The nation of Israel had the opportunity to show Rome something new and different. But because they didn’t understand Jesus – because they completely misunderstood His mission – Jesus wept over them because the opportunity would be taken away and they would never have it again.

Just one more time God’s people did not seize and opportunity to do God’s will.

These were God’s people – God’s chosen people. God had loved them and led them across the wilderness and into the Promised Land.

But they did not understand the Messiah when He walked in their midst.

Because of that, Jesus wept.

As Jesus sits upon His beast of burden, He sees the towering Temple of God silhouetted against the sky. But beyond that – in the years immediately ahead – He sees the armies of Titus surrounding the Holy City. He sees the Temple stones being taken down and the whole city leveled.

He sees bodies in the streets and blood running in the gutters and hundreds of thousands of people crying because they are starving to death while Titus waits for Jerusalem to surrender.

All of this, because they didn’t recognize the Messiah when He came.

In Matthew we read that Jesus looked at the city and said, “O Jerusalem, Jerusalem. How many times would I have gathered you together as a hen gathers her chicks beneath her wings.

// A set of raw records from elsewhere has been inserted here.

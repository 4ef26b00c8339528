//! Configuration for the notifier service.

use anyhow::{Context, Result};
use soul_bus::streams;
use std::env;
use std::path::PathBuf;

#[derive(Debug, Clone)]
pub struct Config {
    pub bus: BusConfig,
    pub policy: PolicyConfig,
    pub store: StoreConfig,
    pub service: ServiceConfig,
}

#[derive(Debug, Clone)]
pub struct BusConfig {
    pub url: String,
    pub stream_alerts: String,
    pub stream_outbound: String,
    pub stream_requests: String,
    pub stream_replies: String,
    pub group: String,
}

/// Gate configuration. Keys live in the bus key-space so a restart keeps
/// mute and dedup state.
#[derive(Debug, Clone)]
pub struct PolicyConfig {
    pub mute_key: String,
    pub global_throttle_prefix: String,
    pub dedupe_prefix: String,
    /// Dedup fingerprint TTL (default 6h).
    pub dedupe_ttl_sec: u64,
    /// Max `actionable` alerts per window before the global gate closes.
    pub global_throttle_limit: i64,
    pub global_throttle_window_sec: u64,
    pub default_mute_min: i64,
}

#[derive(Debug, Clone)]
pub struct StoreConfig {
    pub sqlite_path: PathBuf,
}

#[derive(Debug, Clone)]
pub struct ServiceConfig {
    pub log_level: String,
    /// Chat every outbound alert is addressed to.
    pub owner_chat_id: i64,
}

impl Config {
    pub fn from_env() -> Result<Self> {
        let _ = dotenv::dotenv();

        Ok(Config {
            bus: BusConfig {
                url: get_env_string("BUS_URL", "redis://127.0.0.1:6379")?,
                stream_alerts: get_env_string("STREAM_ALERTS", streams::ALERTS)?,
                stream_outbound: get_env_string("STREAM_OUTBOUND_ALERTS", streams::OUTBOUND_ALERTS)?,
                stream_requests: get_env_string("STREAM_CMD_REQUESTS", streams::CMD_REQUESTS)?,
                stream_replies: get_env_string("STREAM_CMD_REPLIES", streams::CMD_REPLIES)?,
                group: get_env_string("BUS_GROUP", "notifier_group")?,
            },
            policy: PolicyConfig {
                mute_key: get_env_string("MUTE_KEY", "notifier:mute_status")?,
                global_throttle_prefix: get_env_string(
                    "GLOBAL_THROTTLE_PREFIX",
                    "notifier:global_throttle",
                )?,
                dedupe_prefix: get_env_string("DEDUPE_PREFIX", "notifier:dedupe")?,
                dedupe_ttl_sec: get_env_u64("DEDUPE_TTL_SEC", 6 * 3600)?,
                global_throttle_limit: get_env_i64("GLOBAL_ACTIONABLE_MAX_PER_HOUR", 5)?,
                global_throttle_window_sec: get_env_u64("GLOBAL_THROTTLE_WINDOW_SEC", 3600)?,
                default_mute_min: get_env_i64("DEFAULT_MUTE_MIN", 60)?,
            },
            store: StoreConfig {
                sqlite_path: PathBuf::from(get_env_string("SQLITE_PATH", "./data/soulscout.db")?),
            },
            service: ServiceConfig {
                log_level: get_env_string("LOG_LEVEL", "info")?,
                owner_chat_id: get_env_i64("OWNER_CHAT_ID", 0)?,
            },
        })
    }

    pub fn validate(&self) -> Result<()> {
        if self.policy.dedupe_ttl_sec == 0 {
            anyhow::bail!("DEDUPE_TTL_SEC must be > 0");
        }
        if self.policy.global_throttle_limit <= 0 {
            anyhow::bail!("GLOBAL_ACTIONABLE_MAX_PER_HOUR must be > 0");
        }
        if self.policy.default_mute_min <= 0 {
            anyhow::bail!("DEFAULT_MUTE_MIN must be > 0");
        }
        if self.service.owner_chat_id == 0 {
            log::warn!("OWNER_CHAT_ID is not set - outbound alerts will have no destination");
        }
        Ok(())
    }
}

fn get_env_string(key: &str, default: &str) -> Result<String> {
    Ok(env::var(key).unwrap_or_else(|_| default.to_string()))
}

fn get_env_i64(key: &str, default: i64) -> Result<i64> {
    match env::var(key) {
        Ok(raw) => raw.parse().context(format!("Invalid {} value", key)),
        Err(_) => Ok(default),
    }
}

fn get_env_u64(key: &str, default: u64) -> Result<u64> {
    match env::var(key) {
        Ok(raw) => raw.parse().context(format!("Invalid {} value", key)),
        Err(_) => Ok(default),
    }
}

#[cfg(test)]
mod tests {
    use super::*;

    #[test]
    fn test_defaults_validate() {
        let config = Config::from_env().unwrap();
        assert!(config.validate().is_ok());
        assert_eq!(config.policy.dedupe_ttl_sec, 21_600);
        assert_eq!(config.policy.global_throttle_limit, 5);
    }
}
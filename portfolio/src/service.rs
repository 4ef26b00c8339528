//! 💼 Portfolio service: wallet and holdings command handlers.

use crate::config::Config;
use crate::price::PriceSource;
use crate::solana::SolanaRpc;
use crate::store::{Holding, PortfolioStore};
use anyhow::Result;
use log::{error, info, warn};
use soul_bus::{CommandReply, CommandRequest, ConsumerHandle, MessageHandler, StreamBus};
use std::sync::atomic::{AtomicBool, Ordering};
use std::sync::Arc;

const HANDLED_COMMANDS: [&str; 5] = ["balance", "holdings", "add_wallet", "remove_wallet", "health"];

pub struct PortfolioService {
    cfg: Config,
    bus: Arc<dyn StreamBus>,
    store: Arc<PortfolioStore>,
    solana: Arc<dyn SolanaRpc>,
    price: Arc<dyn PriceSource>,
    stop: Arc<AtomicBool>,
}

impl PortfolioService {
    pub fn new(
        cfg: Config,
        bus: Arc<dyn StreamBus>,
        store: Arc<PortfolioStore>,
        solana: Arc<dyn SolanaRpc>,
        price: Arc<dyn PriceSource>,
        stop: Arc<AtomicBool>,
    ) -> Self {
        Self {
            cfg,
            bus,
            store,
            solana,
            price,
            stop,
        }
    }

    pub fn command_handler(
        self: &Arc<Self>,
        tx: tokio::sync::mpsc::UnboundedSender<CommandRequest>,
    ) -> MessageHandler {
        Arc::new(move |value| {
            match serde_json::from_value::<CommandRequest>(value) {
                Ok(request) => {
                    if HANDLED_COMMANDS.contains(&request.cmd.as_str()) {
                        let _ = tx.send(request);
                    }
                }
                Err(e) => warn!("⚠️ Dropping malformed command request: {}", e),
            }
            Ok(())
        })
    }

    pub async fn handle_command(&self, request: CommandRequest) {
        info!(
            "Processing command '{}' from user {}",
            request.cmd, request.from.tg_user_id
        );

        let reply = match request.cmd.as_str() {
            "balance" => self.handle_balance(&request).await,
            "holdings" => self.handle_holdings(&request).await,
            "add_wallet" => self.handle_add_wallet(&request),
            "remove_wallet" => self.handle_remove_wallet(&request),
            "health" => self.handle_health(&request).await,
            other => CommandReply::err(&request.corr_id, format!("Unknown command: {}", other)),
        };

        let payload = match serde_json::to_value(&reply) {
            Ok(p) => p,
            Err(e) => {
                error!("❌ Reply serialization failed: {}", e);
                return;
            }
        };
        if let Err(e) = self.bus.publish(&self.cfg.bus.stream_replies, &payload).await {
            error!("❌ Failed to publish reply for {}: {}", request.corr_id, e);
        }
    }

    async fn handle_balance(&self, request: &CommandRequest) -> CommandReply {
        let wallets = match self.store.list_wallets() {
            Ok(w) => w,
            Err(e) => return CommandReply::err(&request.corr_id, format!("Store error: {}", e)),
        };
        if wallets.is_empty() {
            return CommandReply::ok(
                &request.corr_id,
                "No wallets tracked. Use /add_wallet <address> to add one.",
            );
        }

        let sol_price = self.price.sol_price().await.unwrap_or(0.0);
        let mut message = String::from("💰 Wallet Balances\n\n");
        let mut total_sol = 0.0;
        for wallet in &wallets {
            match self.solana.get_sol_balance(wallet).await {
                Ok(sol) => {
                    total_sol += sol;
                    message.push_str(&format!(
                        "<code>{}</code>\n  {:.4} SOL (${:.2})\n",
                        short(wallet),
                        sol,
                        sol * sol_price
                    ));
                }
                Err(e) => {
                    warn!("⚠️ Balance lookup failed for {}: {}", wallet, e);
                    message.push_str(&format!("<code>{}</code>\n  (unavailable)\n", short(wallet)));
                }
            }
        }
        message.push_str(&format!(
            "\nTotal: {:.4} SOL (${:.2})",
            total_sol,
            total_sol * sol_price
        ));
        CommandReply::ok(&request.corr_id, message)
    }

    async fn handle_holdings(&self, request: &CommandRequest) -> CommandReply {
        let wallets = match self.store.list_wallets() {
            Ok(w) => w,
            Err(e) => return CommandReply::err(&request.corr_id, format!("Store error: {}", e)),
        };
        if wallets.is_empty() {
            return CommandReply::ok(
                &request.corr_id,
                "No wallets tracked. Use /add_wallet <address> to add one.",
            );
        }

        let mut message = String::from("📊 Holdings\n\n");
        let mut any = false;
        for wallet in &wallets {
            let accounts = match self.solana.get_token_accounts(wallet).await {
                Ok(a) => a,
                Err(e) => {
                    warn!("⚠️ Token accounts lookup failed for {}: {}", wallet, e);
                    continue;
                }
            };
            for account in accounts {
                let price = self.price.token_price(&account.mint).await.unwrap_or(0.0);
                let value = account.amount * price;
                any = true;
                message.push_str(&format!(
                    "{}: {:.4} (${:.2})\n",
                    short(&account.mint),
                    account.amount,
                    value
                ));
                // Keep the holdings table current as a side effect.
                let _ = self.store.upsert_holding(&Holding {
                    wallet: wallet.clone(),
                    mint: account.mint,
                    amount: account.amount,
                    value_usd: value,
                });
            }
        }
        if !any {
            return CommandReply::ok(&request.corr_id, "No token holdings found.");
        }
        CommandReply::ok(&request.corr_id, message)
    }

    fn handle_add_wallet(&self, request: &CommandRequest) -> CommandReply {
        let Some(address) = request.arg_str("address") else {
            return CommandReply::err(&request.corr_id, "Missing wallet address.");
        };
        match self.store.add_wallet(&address) {
            Ok(true) => CommandReply::ok(
                &request.corr_id,
                format!("✅ Now tracking <code>{}</code>", short(&address)),
            ),
            Ok(false) => CommandReply::ok(&request.corr_id, "That wallet is already tracked."),
            Err(e) => CommandReply::err(&request.corr_id, format!("Store error: {}", e)),
        }
    }

    fn handle_remove_wallet(&self, request: &CommandRequest) -> CommandReply {
        let Some(address) = request.arg_str("address") else {
            return CommandReply::err(&request.corr_id, "Missing wallet address.");
        };
        match self.store.remove_wallet(&address) {
            Ok(true) => CommandReply::ok(
                &request.corr_id,
                format!("🗑️ Stopped tracking <code>{}</code>", short(&address)),
            ),
            Ok(false) => CommandReply::ok(&request.corr_id, "That wallet was not tracked."),
            Err(e) => CommandReply::err(&request.corr_id, format!("Store error: {}", e)),
        }
    }

    async fn handle_health(&self, request: &CommandRequest) -> CommandReply {
        let bus_ok = self.bus.ping().await.is_ok();
        let store_ok = self.store.check_health();
        let price_ok = self.price.sol_price().await.is_ok();
        CommandReply::ok(
            &request.corr_id,
            format!(
                "💼 Portfolio Health\nBus: {}\nStore: {}\nPrice feed: {}",
                tick(bus_ok),
                tick(store_ok),
                tick(price_ok)
            ),
        )
    }

    pub async fn start(self: &Arc<Self>) -> Result<Vec<ConsumerHandle>> {
        let consumer = soul_bus::consumer_name("portfolio");
        let (tx, mut rx) = tokio::sync::mpsc::unbounded_channel();
        let handle = self
            .bus
            .consume(
                &self.cfg.bus.stream_requests,
                &self.cfg.bus.group,
                &consumer,
                self.command_handler(tx),
            )
            .await?;

        let service = self.clone();
        tokio::spawn(async move {
            while let Some(request) = rx.recv().await {
                if service.stop.load(Ordering::Relaxed) {
                    break;
                }
                service.handle_command(request).await;
            }
        });

        info!("✅ Portfolio service started (consumer {})", consumer);
        Ok(vec![handle])
    }
}

fn tick(ok: bool) -> &'static str {
    if ok {
        "✅ OK"
    } else {
        "❌ Error"
    }
}

fn short(value: &str) -> String {
    if value.chars().count() <= 12 {
        value.to_string()
    } else {
        format!("{}…", value.chars().take(12).collect::<String>())
    }
}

But you would not come.”

Today, just like the city of Jerusalem, we find ourselves in the presence of Jesus.

I wonder what He finds when He looks into our faces?

Does He see people concerned about so many things – worried about income taxes – worried about job security – worried about their health or lack of?

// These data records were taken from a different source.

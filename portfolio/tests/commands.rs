//! Portfolio command handling with mocked collaborators.

use portfolio::config::Config;
use portfolio::price::{MockPriceSource, SOL_MINT};
use portfolio::service::PortfolioService;
use portfolio::solana::{MockSolanaRpc, TokenAccount};
use portfolio::store::PortfolioStore;
use soul_bus::{CommandOrigin, CommandReply, CommandRequest, MemoryBus};
use std::sync::atomic::AtomicBool;
use std::sync::Arc;

const WALLET: &str = "So11111111111111111111111111111111111111112";

fn request(cmd: &str, args: serde_json::Value, corr: &str) -> CommandRequest {
    CommandRequest::new(
        cmd,
        args,
        CommandOrigin {
            tg_user_id: 42,
            role: "owner".to_string(),
        },
        corr.to_string(),
    )
}

fn service(
    solana: MockSolanaRpc,
    price: MockPriceSource,
) -> (Arc<PortfolioService>, Arc<MemoryBus>, Arc<PortfolioStore>, Config) {
    let config = Config::from_env().expect("config");
    let bus = Arc::new(MemoryBus::new());
    let store = Arc::new(PortfolioStore::open_in_memory().unwrap());
    let stop = Arc::new(AtomicBool::new(false));
    let service = Arc::new(PortfolioService::new(
        config.clone(),
        bus.clone(),
        store.clone(),
        Arc::new(solana),
        Arc::new(price),
        stop,
    ));
    (service, bus, store, config)
}

async fn last_reply(bus: &MemoryBus, config: &Config) -> CommandReply {
    let replies = bus.published(&config.bus.stream_replies);
    serde_json::from_value(replies.last().expect("reply published").clone()).unwrap()
}

#[tokio::test]
async fn test_balance_with_no_wallets_is_explanatory() {
    let (service, bus, _store, config) = service(MockSolanaRpc::new(), MockPriceSource::new());

    service
        .handle_command(request("balance", serde_json::json!({}), "corr-1"))
        .await;

    let reply = last_reply(&bus, &config).await;
    assert_eq!(reply.corr_id, "corr-1");
    assert!(reply.ok);
    assert!(reply.message.contains("No wallets tracked"));
}

#[tokio::test]
async fn test_balance_sums_tracked_wallets() {
    let solana = MockSolanaRpc::new().with_balance(WALLET, 1.5);
    let price = MockPriceSource::new().with_price(SOL_MINT, 100.0);
    let (service, bus, store, config) = service(solana, price);
    store.add_wallet(WALLET).unwrap();

    service
        .handle_command(request("balance", serde_json::json!({}), "corr-2"))
        .await;

    let reply = last_reply(&bus, &config).await;
    assert!(reply.message.contains("1.5000 SOL"));
    assert!(reply.message.contains("$150.00"));
}

#[tokio::test]
async fn test_holdings_prices_accounts_and_persists() {
    let solana = MockSolanaRpc::new().with_accounts(
        WALLET,
        vec![TokenAccount {
            mint: "MintA".to_string(),
            amount: 10.0,
        }],
    );
    let price = MockPriceSource::new().with_price("MintA", 2.5);
    let (service, bus, store, config) = service(solana, price);
    store.add_wallet(WALLET).unwrap();

    service
        .handle_command(request("holdings", serde_json::json!({}), "corr-3"))
        .await;

    let reply = last_reply(&bus, &config).await;
    assert!(reply.message.contains("$25.00"));

    let rows = store.holdings_for(WALLET).unwrap();
    assert_eq!(rows.len(), 1);
    assert_eq!(rows[0].mint, "MintA");
    assert_eq!(rows[0].value_usd, 25.0);
}

#[tokio::test]
async fn test_add_then_remove_wallet() {
    let (service, bus, _store, config) = service(MockSolanaRpc::new(), MockPriceSource::new());

    service
        .handle_command(request(
            "add_wallet",
            serde_json::json!({"address": WALLET}),
            "corr-4",
        ))
        .await;
    assert!(last_reply(&bus, &config).await.message.contains("Now tracking"));

    service
        .handle_command(request(
            "add_wallet",
            serde_json::json!({"address": WALLET}),
            "corr-5",
        ))
        .await;
    assert!(last_reply(&bus, &config)
        .await
        .message
        .contains("already tracked"));

    service
        .handle_command(request(
            "remove_wallet",
            serde_json::json!({"address": WALLET}),
            "corr-6",
        ))
        .await;
    assert!(last_reply(&bus, &config)
        .await
        .message
        .contains("Stopped tracking"));
}

#[tokio::test]
async fn test_missing_address_is_an_error_reply() {
    let (service, bus, _store, config) = service(MockSolanaRpc::new(), MockPriceSource::new());

    service
        .handle_command(request("add_wallet", serde_json::json!({}), "corr-7"))
        .await;

    let reply = last_reply(&bus, &config).await;
    assert!(!reply.ok);
    assert!(reply.message.contains("Missing wallet address"));
}

#[tokio::test]
async fn test_health_reports_collaborators() {
    let price = MockPriceSource::new().with_price(SOL_MINT, 100.0);
    let (service, bus, _store, config) = service(MockSolanaRpc::new(), price);

    service
        .handle_command(request("health", serde_json::json!({}), "corr-8"))
        .await;

    let reply = last_reply(&bus, &config).await;
    assert!(reply.message.contains("Bus: ✅ OK"));
    assert!(reply.message.contains("Store: ✅ OK"));
    assert!(reply.message.contains("Price feed: ✅ OK"));
}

Does He see people who are so busy doing things here and there – so busy that they never bother to consider those things that are eternally important?

Does He see people who recognize Him for who He is?

The Messiah, the Christ, the Son of God?

When He turns and looks into our lives, I wonder, will He weep once again because of what He sees?

Or will He see the joy that passes all understanding as we respond to His outstretched arms and hear Him say, “Well done, good and faithful servant. Enter thou into the joy of thy Lord.”

Jesus entered the city at the same time the Jews were preparing for the Passover.

He entered the same gate as the rest of the sacrifices.

He will also be examined by the high priests just as the other sacrifices were.

Examined for blemish or fault by the relentless barrage of questioning about God and His Holy Word.

And just like the other approved sacrifices, He was found to have no fault or blemish.

Tomorrow at sunset Passover begins and lasts until the 10th, and Jesus spent Passover with the disciples.

Passover was one of the 7 Holy Days given by God to the people to be passed down from generation to generation, to teach a spiritual truth through an outward expression.

To mark a place and time in God’s calendar of time and events.

Passover was to remember that the people of God were in bondage.

Bondage of Egypt.

The sacrifice of a lamb was needed to protect God’s people from the coming judgment.

The first born of each household had died for whoever did not follow God’s instruction.

And then God’s people were delivered through the desert, and having passed through the water of the red sea, escaped destruction from Egypt’s armies.

They then entered the promise land.

Jesus on the night of Passover revealed the Spiritual truth behind the outward expression of the Passover feast to His disciples.

We too are born into bondage, the bondage of sin.

The sacrifice of the perfect lamb without blemish is needed and fulfilled through Jesus Christ, the first born Son, and the cross to save us from what is coming, the final judgment.

And through accepting this sacrifice, and having passed through the waters (in baptism) as another outward expression of a Spiritual truth within us, that we have accepted Christ’s sacrifice and have been washed clean by His redeeming blood, we too will escape the destruction from sin and the devils armies.

We too shall enter into the Promised Land.

But to escape the final judgment, you have to have a sacrifice.

Today is Palm Sunday; do you have the sacrifice needed for the Passover?

Do you have what is needed for the removal of your sins?

Have you received Jesus Christ as your Passover sacrifice? That’s the only one that counts!